The action-parameter trap. Combining unrelated operations under one tool name with an action parameter creates overly complex schemas where different actions need different parameters. The description can never be precise. Split it unless the operations truly share all parameters.

Tool Count and Accuracy

Each additional tool in the context window is a decision the model must make about whether to use it. Tool count is directly correlated with selection error.

<10 tools: Reliable selection across models
10–100 tools: Performance depends heavily on description quality (OpenAI considers this in-distribution for gpt-5.2)
100+ tools: Requires mitigation — tool search, deferred loading, routing layers
At scale: A 2025 study found accuracy degrades 85–91% as catalog size approaches 128K tokens

For large tool sets, use Anthropic's deferred loading (defer_loading) — tools not loaded into context initially, retrieved by a search tool when needed. This is incompatible with input_examples.

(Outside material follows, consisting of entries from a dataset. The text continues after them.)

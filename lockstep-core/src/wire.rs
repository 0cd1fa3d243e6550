//! Framing: 13-byte header (kind, payload size, uncompressed size, frame number; LE) + payload.

use std::io::{Read, Write};

use flate2::read::ZlibDecoder;
use flate2::write::ZlibEncoder;
use flate2::Compression;
use tokio::io::{AsyncRead, AsyncReadExt};

use crate::protocol::{Header, MessageKind, HEADER_SIZE};

/// Encode a header into its fixed wire form.
pub fn encode_header(header: &Header) -> [u8; HEADER_SIZE] {
    let mut out = [0u8; HEADER_SIZE];
    out[0] = header.kind.as_u8();
    out[1..5].copy_from_slice(&header.payload_size.to_le_bytes());
    out[5..9].copy_from_slice(&header.uncompressed_size.to_le_bytes());
    out[9..13].copy_from_slice(&header.frame_number.to_le_bytes());
    out
}

/// Decode a header from its fixed wire form.
pub fn decode_header(bytes: &[u8; HEADER_SIZE]) -> Result<Header, HeaderError> {
    let payload_size = u32::from_le_bytes([bytes[1], bytes[2], bytes[3], bytes[4]]);
    let uncompressed_size = u32::from_le_bytes([bytes[5], bytes[6], bytes[7], bytes[8]]);
    let frame_number = u32::from_le_bytes([bytes[9], bytes[10], bytes[11], bytes[12]]);
    let kind = MessageKind::try_from(bytes[0]).map_err(|kind| HeaderError::UnknownKind {
        kind,
        payload_size,
    })?;
    Ok(Header {
        kind,
        payload_size,
        uncompressed_size,
        frame_number,
    })
}

/// Error decoding a header.
#[derive(Debug, PartialEq, Eq, thiserror::Error)]
pub enum HeaderError {
    /// Payload size is still reported so the reader can skip the payload.
    #[error("unknown message kind {kind}")]
    UnknownKind { kind: u8, payload_size: u32 },
}

/// Encode one complete message: header followed by `payload`.
pub fn encode_message(kind: MessageKind, frame_number: u32, payload: &[u8]) -> Vec<u8> {
    let header = Header::new(kind, frame_number, payload.len() as u32);
    let mut out = Vec::with_capacity(HEADER_SIZE + payload.len());
    out.extend_from_slice(&encode_header(&header));
    out.extend_from_slice(payload);
    out
}

/// Overwrite the reserved header space at the front of `block` (a shared data block).
/// The payload size is taken from the block length.
pub fn stamp_header(block: &mut [u8], kind: MessageKind, frame_number: u32) {
    debug_assert!(block.len() >= HEADER_SIZE);
    let header = Header::new(kind, frame_number, (block.len() - HEADER_SIZE) as u32);
    block[..HEADER_SIZE].copy_from_slice(&encode_header(&header));
}

/// Compressed data-transfer message. `uncompressed_size` carries the original length.
pub fn encode_compressed_message(
    package_id: u32,
    payload: &[u8],
    level: u32,
) -> std::io::Result<Vec<u8>> {
    let mut encoder = ZlibEncoder::new(Vec::new(), Compression::new(level.min(9)));
    encoder.write_all(payload)?;
    let compressed = encoder.finish()?;
    let header = Header {
        kind: MessageKind::CompressedData,
        payload_size: compressed.len() as u32,
        uncompressed_size: payload.len() as u32,
        frame_number: package_id,
    };
    let mut out = Vec::with_capacity(HEADER_SIZE + compressed.len());
    out.extend_from_slice(&encode_header(&header));
    out.extend_from_slice(&compressed);
    Ok(out)
}

/// Inflate a `CompressedData` payload. Fails if the result is not `expected_len` bytes.
/// Never inflates more than one byte past `expected_len`.
pub fn inflate_payload(compressed: &[u8], expected_len: usize) -> std::io::Result<Vec<u8>> {
    let mut out = Vec::new();
    out.try_reserve(expected_len)
        .map_err(|e| std::io::Error::new(std::io::ErrorKind::OutOfMemory, e.to_string()))?;
    ZlibDecoder::new(compressed)
        .take(expected_len as u64 + 1)
        .read_to_end(&mut out)?;
    if out.len() != expected_len {
        return Err(std::io::Error::new(
            std::io::ErrorKind::InvalidData,
            format!("inflated {} bytes, header said {}", out.len(), expected_len),
        ));
    }
    Ok(out)
}

/// Read exactly one header from the stream. EOF surfaces as `UnexpectedEof`.
pub async fn read_header<R: AsyncRead + Unpin>(
    reader: &mut R,
) -> std::io::Result<[u8; HEADER_SIZE]> {
    let mut buf = [0u8; HEADER_SIZE];
    reader.read_exact(&mut buf).await?;
    Ok(buf)
}

/// Read exactly `len` payload bytes into `buf`, growing it when needed.
/// Returns the payload slice. Growth failure is reported as `OutOfMemory`.
pub async fn read_payload<'a, R: AsyncRead + Unpin>(
    reader: &mut R,
    buf: &'a mut Vec<u8>,
    len: usize,
) -> std::io::Result<&'a [u8]> {
    if len > buf.len() {
        buf.try_reserve(len - buf.len()).map_err(|e| {
            std::io::Error::new(std::io::ErrorKind::OutOfMemory, e.to_string())
        })?;
        buf.resize(len, 0);
    }
    reader.read_exact(&mut buf[..len]).await?;
    Ok(&buf[..len])
}

#[cfg(test)]
mod tests {
    use super::*;

    fn header_of(msg: &[u8]) -> Result<Header, HeaderError> {
        decode_header(msg[..HEADER_SIZE].try_into().unwrap())
    }

    #[test]
    fn message_is_header_plus_payload() {
        for n in [0usize, 1, 9, 1024, 5000] {
            let payload = vec![0xAB; n];
            let msg = encode_message(MessageKind::Data, 7, &payload);
            assert_eq!(msg.len(), HEADER_SIZE + n);
            let header = header_of(&msg).unwrap();
            assert_eq!(header.payload_size as usize, n);
            assert_eq!(header.frame_number, 7);
            assert_eq!(header.kind, MessageKind::Data);
            assert_eq!(&msg[HEADER_SIZE..], &payload[..]);
        }
    }

    #[test]
    fn header_layout_is_little_endian() {
        let header = Header {
            kind: MessageKind::Data,
            payload_size: 0x0102_0304,
            uncompressed_size: 0x0A0B_0C0D,
            frame_number: 5,
        };
        let bytes = encode_header(&header);
        assert_eq!(
            bytes,
            [17, 4, 3, 2, 1, 0x0D, 0x0C, 0x0B, 0x0A, 5, 0, 0, 0]
        );
    }

    #[test]
    fn unknown_kind_keeps_payload_size() {
        let mut msg = encode_message(MessageKind::Data, 1, &[1, 2, 3]);
        msg[0] = 99;
        assert_eq!(
            header_of(&msg),
            Err(HeaderError::UnknownKind {
                kind: 99,
                payload_size: 3
            })
        );
    }

    #[test]
    fn stamp_header_uses_block_length() {
        let mut block = vec![0u8; HEADER_SIZE];
        block.extend_from_slice(b"payload");
        stamp_header(&mut block, MessageKind::Data, 42);
        let header = header_of(&block).unwrap();
        assert_eq!(header.payload_size, 7);
        assert_eq!(header.frame_number, 42);
    }

    #[test]
    fn compressed_message_inflates() {
        let payload: Vec<u8> = (0..4096u32).map(|i| (i % 7) as u8).collect();
        let msg = encode_compressed_message(3, &payload, 6).unwrap();
        let header = header_of(&msg).unwrap();
        assert_eq!(header.kind, MessageKind::CompressedData);
        assert_eq!(header.uncompressed_size as usize, payload.len());
        assert_eq!(header.payload_size as usize, msg.len() - HEADER_SIZE);
        assert!(msg.len() < payload.len());
        let out = inflate_payload(&msg[HEADER_SIZE..], payload.len()).unwrap();
        assert_eq!(out, payload);
    }

    #[test]
    fn inflate_rejects_size_mismatch() {
        let payload = vec![7u8; 4096];
        let msg = encode_compressed_message(1, &payload, 6).unwrap();
        let body = &msg[HEADER_SIZE..];
        let short = inflate_payload(body, 100).unwrap_err();
        assert_eq!(short.kind(), std::io::ErrorKind::InvalidData);
        assert!(inflate_payload(body, 5000).is_err());
    }

    #[test]
    fn inflate_stops_past_expected_length() {
        // A header claiming 16 bytes must not inflate the whole 1 MiB stream.
        let payload = vec![0u8; 1 << 20];
        let msg = encode_compressed_message(1, &payload, 9).unwrap();
        let err = inflate_payload(&msg[HEADER_SIZE..], 16).unwrap_err();
        assert!(err.to_string().contains("inflated 17 bytes"));
    }

    #[test]
    fn read_payload_grows_buffer() {
        let rt = tokio::runtime::Builder::new_current_thread()
            .build()
            .unwrap();
        rt.block_on(async {
            let payload: Vec<u8> = (0..5000u32).map(|i| i as u8).collect();
            let msg = encode_message(MessageKind::Data, 1, &payload);
            let mut reader = &msg[..];
            let mut buf = vec![0u8; 1024];
            let header = decode_header(&read_header(&mut reader).await.unwrap()).unwrap();
            let got = read_payload(&mut reader, &mut buf, header.payload_size as usize)
                .await
                .unwrap();
            assert_eq!(got, &payload[..]);
            assert_eq!(buf.len(), 5000);
        });
    }
}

The quality/quantity tradeoff is real. Anthropic's official guidance: "More tools don't always lead to better outcomes." Ten well-described tools outperform fifty vague ones.

Composition

When tools are designed to chain together, make the relationship explicit in descriptions:

Pagination: "If next_cursor is present in the response, pass it to cursor on the next call."
Prerequisites: "Requires a session_id from authenticate. Call that first if you don't have one."
Output-as-input: "Returns an array of record_id strings. Pass individual IDs to get_record for full details."

Keep identifier types consistent across your tool suite. If search_users returns user_id, then send_message should accept user_id — not userId or uid. Schema inconsistency forces the model to notice and correct mismatches silently, which it often won't.

Design tool outputs to be minimally sufficient. A tool that returns 50 fields when 3 are relevant fills the context window with noise. Return what the model needs to continue. Provide separate detail-retrieval tools if needed.